Determine how many lines of the listing below include the string "happens". Output the number and nothing more.

··· GIVEN RECORDS ···

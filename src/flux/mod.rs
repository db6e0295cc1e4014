//! F2F Bit Modulation
//!
//! Two-frequency, biphase coding of single bits onto the emulation coil.
//! Every bit period opens with one flux transition (a polarity reversal of
//! the complementary H-bridge outputs); a `1` bit adds a second transition
//! at mid-period. Readers recover their clock from transition spacing, not
//! wall-clock time, so the 2:1 transition-frequency ratio between ones and
//! zeros is what matters, not the absolute emission speed.

use crate::encoder::EncodedCharacter;
use crate::hal::{Hal, Level, OutputPin};

/// Half of one bit period in microseconds
///
/// Empirically validated against real readers; do not change without
/// hardware verification.
pub const HALF_PERIOD_US: u32 = 200;

/// Emits biphase-coded bits as coil polarity reversals
///
/// Constructed once per playback session so the polarity flag starts from a
/// known value and the session opens with a clean leading edge. Holds the
/// hardware borrow for the whole session; [`Modulator::quiesce`] returns the
/// coil to neutral at the end.
pub struct Modulator<'h, H: Hal> {
    hal: &'h mut H,
    polarity: bool,
}

impl<'h, H: Hal> Modulator<'h, H> {
    /// Start a session with the polarity flag reset
    pub fn new(hal: &'h mut H) -> Self {
        Modulator {
            hal,
            polarity: false,
        }
    }

    /// Emit one biphase-coded bit
    ///
    /// One transition at the period start; a second at mid-period when the
    /// bit is set. Each half-period is a blocking [`HALF_PERIOD_US`] delay.
    pub fn emit_bit(&mut self, bit: bool) {
        self.transition();
        self.hal.delay_us(HALF_PERIOD_US);
        if bit {
            self.transition();
        }
        self.hal.delay_us(HALF_PERIOD_US);
    }

    /// Emit `count` zero bits (clock-lock padding)
    pub fn emit_zeros(&mut self, count: usize) {
        for _ in 0..count {
            self.emit_bit(false);
        }
    }

    /// Emit one character in wire order: data bits LSB first, then parity
    pub fn emit_character(&mut self, character: &EncodedCharacter) {
        for bit in character.forward_bits() {
            self.emit_bit(bit);
        }
    }

    /// Emit one character time-reversed: parity first, then data MSB first
    pub fn emit_character_reversed(&mut self, character: &EncodedCharacter) {
        for bit in character.reversed_bits() {
            self.emit_bit(bit);
        }
    }

    /// Drop both drive outputs to neutral
    ///
    /// Leaves the H-bridge without standby current between sessions.
    pub fn quiesce(&mut self) {
        self.hal.set_output(OutputPin::CoilA, Level::Low);
        self.hal.set_output(OutputPin::CoilB, Level::Low);
    }

    fn transition(&mut self) {
        self.polarity = !self.polarity;
        let level = if self.polarity {
            Level::High
        } else {
            Level::Low
        };
        self.hal.set_output(OutputPin::CoilA, level);
        self.hal.set_output(OutputPin::CoilB, !level);
    }
}
//! Platform Pin/Timer/Power Abstraction
//!
//! The contract the playback core requires of the hardware: digital output
//! levels, a debounce-grade input read, blocking microsecond/millisecond
//! delays, global interrupt gating, and the low-power halt primitives used
//! by the sleep/wake loop. Firmware targets implement [`Hal`] over real
//! registers; tests and the CLI use the [`sim`] software double.

use std::fmt;

use serde::Serialize;

#[cfg(feature = "simulator")]
pub mod sim;

/// Digital line level
#[derive(Debug, Clone, Copy, PartialEq, Eq, Serialize)]
pub enum Level {
    /// Logic low
    Low,
    /// Logic high
    High,
}

impl std::ops::Not for Level {
    type Output = Level;

    fn not(self) -> Level {
        match self {
            Level::Low => Level::High,
            Level::High => Level::Low,
        }
    }
}

/// Output lines driven by the emulator
#[derive(Debug, Clone, Copy, PartialEq, Eq, Serialize)]
pub enum OutputPin {
    /// H-bridge drive A; always the complement of [`OutputPin::CoilB`]
    /// while a session is running
    CoilA,
    /// H-bridge drive B
    CoilB,
    /// Drive-stage enable; doubles as the indicator LED
    Enable,
}

impl fmt::Display for OutputPin {
    fn fmt(&self, f: &mut fmt::Formatter<'_>) -> fmt::Result {
        match self {
            OutputPin::CoilA => write!(f, "coil A"),
            OutputPin::CoilB => write!(f, "coil B"),
            OutputPin::Enable => write!(f, "enable"),
        }
    }
}

/// Input lines read by the emulator
#[derive(Debug, Clone, Copy, PartialEq, Eq, Serialize)]
pub enum InputPin {
    /// Wake/swipe button; active-low, pulled up when idle
    Button,
}

/// Platform collaborator contract
///
/// Everything the encode/playback core and the sleep/wake loop need from the
/// hardware. Delays are blocking with microsecond-order accuracy; during
/// waveform emission the caller disables interrupts, so implementations must
/// not rely on interrupt-driven timekeeping inside `delay_us`.
pub trait Hal {
    /// Drive one output line to the given level
    fn set_output(&mut self, pin: OutputPin, level: Level);

    /// Read one input line
    fn read_input(&mut self, pin: InputPin) -> Level;

    /// Block for `us` microseconds
    fn delay_us(&mut self, us: u32);

    /// Block for `ms` milliseconds
    fn delay_ms(&mut self, ms: u32);

    /// Enable global interrupts
    fn enable_interrupts(&mut self);

    /// Disable global interrupts
    fn disable_interrupts(&mut self);

    /// Arm the edge-triggered wake interrupt on the button line
    fn arm_wake_interrupt(&mut self);

    /// Disarm the wake interrupt source
    fn disarm_wake_interrupt(&mut self);

    /// Power the analog subsystem up or down around the low-power halt
    fn set_analog_enabled(&mut self, enabled: bool);

    /// Enter the deepest low-power halt until the armed wake interrupt fires
    ///
    /// Blocks with the processor halted, not polling. The wake handler does
    /// no work beyond ending the halt; debouncing happens after return.
    fn halt(&mut self);
}
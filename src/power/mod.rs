//! Low-Power Halt and Wake Sequencing
//!
//! Between swipes the device sits in the deepest halt the platform offers,
//! woken only by the button edge. The wake handler does no work; all
//! debouncing happens after [`PowerController::sleep_until_wake`] returns,
//! in the main loop.

use crate::hal::Hal;

/// Arms, enters and tears down the low-power halt state
#[derive(Debug, Default, Clone, Copy)]
pub struct PowerController;

impl PowerController {
    /// Create a power controller
    pub fn new() -> Self {
        PowerController
    }

    /// Halt until the wake line fires, then restore the pre-sleep state
    ///
    /// Sequence on entry: arm the edge-triggered wake interrupt, power down
    /// the analog subsystem, enable interrupts, halt. On wake: interrupts
    /// off while the wake source is disarmed and the analog subsystem
    /// repowered, then interrupts on again. Arming and analog state are
    /// restored exactly to their pre-sleep values.
    pub fn sleep_until_wake<H: Hal>(&self, hal: &mut H) {
        hal.arm_wake_interrupt();
        hal.set_analog_enabled(false);
        hal.enable_interrupts();
        hal.halt();

        hal.disable_interrupts();
        hal.disarm_wake_interrupt();
        hal.set_analog_enabled(true);
        hal.enable_interrupts();
    }
}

···

● **ANSWER BELOW**:
2